━━━━━ The data

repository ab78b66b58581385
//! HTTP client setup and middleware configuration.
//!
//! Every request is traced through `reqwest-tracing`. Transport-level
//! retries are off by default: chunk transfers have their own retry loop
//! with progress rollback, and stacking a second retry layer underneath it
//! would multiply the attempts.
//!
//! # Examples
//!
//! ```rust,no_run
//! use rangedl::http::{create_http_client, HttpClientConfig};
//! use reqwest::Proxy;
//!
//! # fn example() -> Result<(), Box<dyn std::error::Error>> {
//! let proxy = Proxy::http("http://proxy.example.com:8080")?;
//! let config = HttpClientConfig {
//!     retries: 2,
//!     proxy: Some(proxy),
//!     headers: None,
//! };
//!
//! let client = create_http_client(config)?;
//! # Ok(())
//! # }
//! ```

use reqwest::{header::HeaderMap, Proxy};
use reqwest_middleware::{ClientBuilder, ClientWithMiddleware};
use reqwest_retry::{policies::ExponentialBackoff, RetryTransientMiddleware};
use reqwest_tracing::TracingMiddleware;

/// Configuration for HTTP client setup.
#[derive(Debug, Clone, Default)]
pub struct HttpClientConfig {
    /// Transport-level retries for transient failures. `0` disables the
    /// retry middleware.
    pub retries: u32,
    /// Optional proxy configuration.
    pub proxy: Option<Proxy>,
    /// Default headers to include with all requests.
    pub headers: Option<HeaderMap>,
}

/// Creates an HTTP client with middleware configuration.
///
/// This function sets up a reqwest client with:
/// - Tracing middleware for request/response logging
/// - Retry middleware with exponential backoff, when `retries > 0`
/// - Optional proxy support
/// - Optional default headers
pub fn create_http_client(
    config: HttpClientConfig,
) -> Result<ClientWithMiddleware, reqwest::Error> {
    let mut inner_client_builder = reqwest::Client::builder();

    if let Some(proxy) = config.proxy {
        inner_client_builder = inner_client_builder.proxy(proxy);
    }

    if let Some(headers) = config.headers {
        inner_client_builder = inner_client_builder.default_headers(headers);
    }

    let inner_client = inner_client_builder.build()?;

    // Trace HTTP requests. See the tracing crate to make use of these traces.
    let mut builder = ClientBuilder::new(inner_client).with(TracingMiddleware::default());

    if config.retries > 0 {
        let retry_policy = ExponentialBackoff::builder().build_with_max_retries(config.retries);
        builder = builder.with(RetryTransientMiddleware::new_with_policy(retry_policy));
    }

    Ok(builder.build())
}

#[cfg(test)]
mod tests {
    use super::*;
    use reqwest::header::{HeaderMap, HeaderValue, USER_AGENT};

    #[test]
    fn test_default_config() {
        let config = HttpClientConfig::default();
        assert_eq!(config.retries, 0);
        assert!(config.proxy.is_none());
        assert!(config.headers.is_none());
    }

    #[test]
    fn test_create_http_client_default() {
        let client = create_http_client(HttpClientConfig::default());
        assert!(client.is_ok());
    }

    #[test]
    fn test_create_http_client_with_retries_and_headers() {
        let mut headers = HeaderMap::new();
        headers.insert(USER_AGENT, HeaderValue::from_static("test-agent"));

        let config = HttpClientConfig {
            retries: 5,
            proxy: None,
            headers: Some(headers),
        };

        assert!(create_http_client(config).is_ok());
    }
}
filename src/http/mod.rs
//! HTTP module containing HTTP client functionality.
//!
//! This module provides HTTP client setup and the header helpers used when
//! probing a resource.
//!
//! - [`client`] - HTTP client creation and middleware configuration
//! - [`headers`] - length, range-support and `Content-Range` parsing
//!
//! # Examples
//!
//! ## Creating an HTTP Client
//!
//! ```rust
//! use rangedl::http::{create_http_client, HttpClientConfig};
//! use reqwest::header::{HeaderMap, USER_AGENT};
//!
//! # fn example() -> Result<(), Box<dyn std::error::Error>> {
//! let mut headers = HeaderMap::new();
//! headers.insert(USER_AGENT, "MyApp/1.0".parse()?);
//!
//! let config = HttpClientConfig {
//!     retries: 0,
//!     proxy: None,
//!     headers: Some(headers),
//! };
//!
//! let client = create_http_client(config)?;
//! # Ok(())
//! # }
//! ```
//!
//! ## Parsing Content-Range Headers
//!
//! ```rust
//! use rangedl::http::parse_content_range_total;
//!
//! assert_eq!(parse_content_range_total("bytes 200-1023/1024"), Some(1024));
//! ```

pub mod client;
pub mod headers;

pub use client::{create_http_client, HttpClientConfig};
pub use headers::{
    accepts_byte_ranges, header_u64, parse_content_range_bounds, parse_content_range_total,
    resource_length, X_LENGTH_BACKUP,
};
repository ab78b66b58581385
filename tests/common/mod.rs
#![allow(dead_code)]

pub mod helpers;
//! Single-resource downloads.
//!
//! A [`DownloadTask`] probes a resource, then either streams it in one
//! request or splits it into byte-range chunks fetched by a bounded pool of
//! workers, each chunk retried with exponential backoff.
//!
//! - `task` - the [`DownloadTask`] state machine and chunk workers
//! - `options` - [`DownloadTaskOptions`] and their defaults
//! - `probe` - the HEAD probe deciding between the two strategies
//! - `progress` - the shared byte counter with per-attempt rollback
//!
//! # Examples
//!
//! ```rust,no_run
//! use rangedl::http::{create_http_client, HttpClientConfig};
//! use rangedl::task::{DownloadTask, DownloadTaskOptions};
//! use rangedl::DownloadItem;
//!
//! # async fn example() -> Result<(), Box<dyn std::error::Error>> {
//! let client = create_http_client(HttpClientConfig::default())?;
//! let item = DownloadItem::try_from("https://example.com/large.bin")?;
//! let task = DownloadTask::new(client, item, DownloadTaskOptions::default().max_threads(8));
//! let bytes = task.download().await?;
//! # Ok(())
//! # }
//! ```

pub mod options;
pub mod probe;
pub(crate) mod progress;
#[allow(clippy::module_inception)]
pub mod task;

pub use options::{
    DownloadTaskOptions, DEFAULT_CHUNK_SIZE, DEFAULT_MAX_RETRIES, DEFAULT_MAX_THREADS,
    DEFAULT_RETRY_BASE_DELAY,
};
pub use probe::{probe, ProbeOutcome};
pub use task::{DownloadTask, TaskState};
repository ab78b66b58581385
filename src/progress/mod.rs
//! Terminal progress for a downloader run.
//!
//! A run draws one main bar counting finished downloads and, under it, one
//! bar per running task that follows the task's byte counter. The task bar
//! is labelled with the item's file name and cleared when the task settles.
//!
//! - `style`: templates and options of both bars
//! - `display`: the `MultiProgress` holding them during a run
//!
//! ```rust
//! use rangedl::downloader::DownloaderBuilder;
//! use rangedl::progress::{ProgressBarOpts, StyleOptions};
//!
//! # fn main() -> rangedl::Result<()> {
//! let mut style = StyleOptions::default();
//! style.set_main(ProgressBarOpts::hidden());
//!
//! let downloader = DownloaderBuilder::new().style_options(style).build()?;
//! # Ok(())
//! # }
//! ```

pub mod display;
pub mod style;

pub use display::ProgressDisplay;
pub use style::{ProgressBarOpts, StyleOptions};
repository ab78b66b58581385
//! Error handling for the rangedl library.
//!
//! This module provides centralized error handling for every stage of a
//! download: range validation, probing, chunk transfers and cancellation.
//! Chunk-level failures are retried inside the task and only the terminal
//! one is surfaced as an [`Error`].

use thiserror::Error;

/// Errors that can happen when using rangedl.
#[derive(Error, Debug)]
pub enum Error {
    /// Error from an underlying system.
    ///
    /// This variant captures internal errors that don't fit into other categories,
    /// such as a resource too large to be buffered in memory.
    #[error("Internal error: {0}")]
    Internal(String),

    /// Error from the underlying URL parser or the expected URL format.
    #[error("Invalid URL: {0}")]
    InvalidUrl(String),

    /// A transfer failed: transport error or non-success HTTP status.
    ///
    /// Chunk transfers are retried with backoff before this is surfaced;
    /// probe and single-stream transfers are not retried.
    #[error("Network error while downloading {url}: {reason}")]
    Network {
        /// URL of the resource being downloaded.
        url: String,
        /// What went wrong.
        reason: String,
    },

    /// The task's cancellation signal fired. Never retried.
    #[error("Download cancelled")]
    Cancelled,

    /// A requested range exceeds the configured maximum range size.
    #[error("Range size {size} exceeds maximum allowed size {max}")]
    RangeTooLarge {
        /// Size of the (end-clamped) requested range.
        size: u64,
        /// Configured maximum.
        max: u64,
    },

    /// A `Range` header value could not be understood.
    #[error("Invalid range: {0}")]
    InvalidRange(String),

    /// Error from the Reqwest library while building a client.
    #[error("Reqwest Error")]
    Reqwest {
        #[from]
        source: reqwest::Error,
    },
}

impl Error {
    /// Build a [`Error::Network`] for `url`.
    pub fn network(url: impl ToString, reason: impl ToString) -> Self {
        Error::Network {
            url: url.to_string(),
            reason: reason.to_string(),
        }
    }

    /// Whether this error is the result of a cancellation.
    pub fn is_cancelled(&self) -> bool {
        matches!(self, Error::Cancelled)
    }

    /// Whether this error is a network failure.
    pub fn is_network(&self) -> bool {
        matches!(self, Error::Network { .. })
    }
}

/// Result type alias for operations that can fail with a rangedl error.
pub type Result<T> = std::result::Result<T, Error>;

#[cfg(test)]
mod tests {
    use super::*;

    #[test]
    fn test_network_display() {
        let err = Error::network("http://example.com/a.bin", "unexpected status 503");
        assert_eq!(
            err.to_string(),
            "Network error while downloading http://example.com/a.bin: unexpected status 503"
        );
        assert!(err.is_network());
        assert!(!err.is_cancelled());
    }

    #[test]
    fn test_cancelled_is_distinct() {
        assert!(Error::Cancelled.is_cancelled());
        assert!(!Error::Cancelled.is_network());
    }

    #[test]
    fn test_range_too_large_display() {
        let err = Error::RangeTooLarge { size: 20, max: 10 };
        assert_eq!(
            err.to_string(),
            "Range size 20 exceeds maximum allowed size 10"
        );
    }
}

━━━━━━━━━━

#### Exercise instructions
Take from the material above the lines running from the one with "resource being downloaded." through the one with "maximum range size.", and repeat them exactly, with nothing else.

#### Response to the exercise
        /// URL of the resource being downloaded.
        url: String,
        /// What went wrong.
        reason: String,
    },

    /// The task's cancellation signal fired. Never retried.
    #[error("Download cancelled")]
    Cancelled,

    /// A requested range exceeds the configured maximum range size.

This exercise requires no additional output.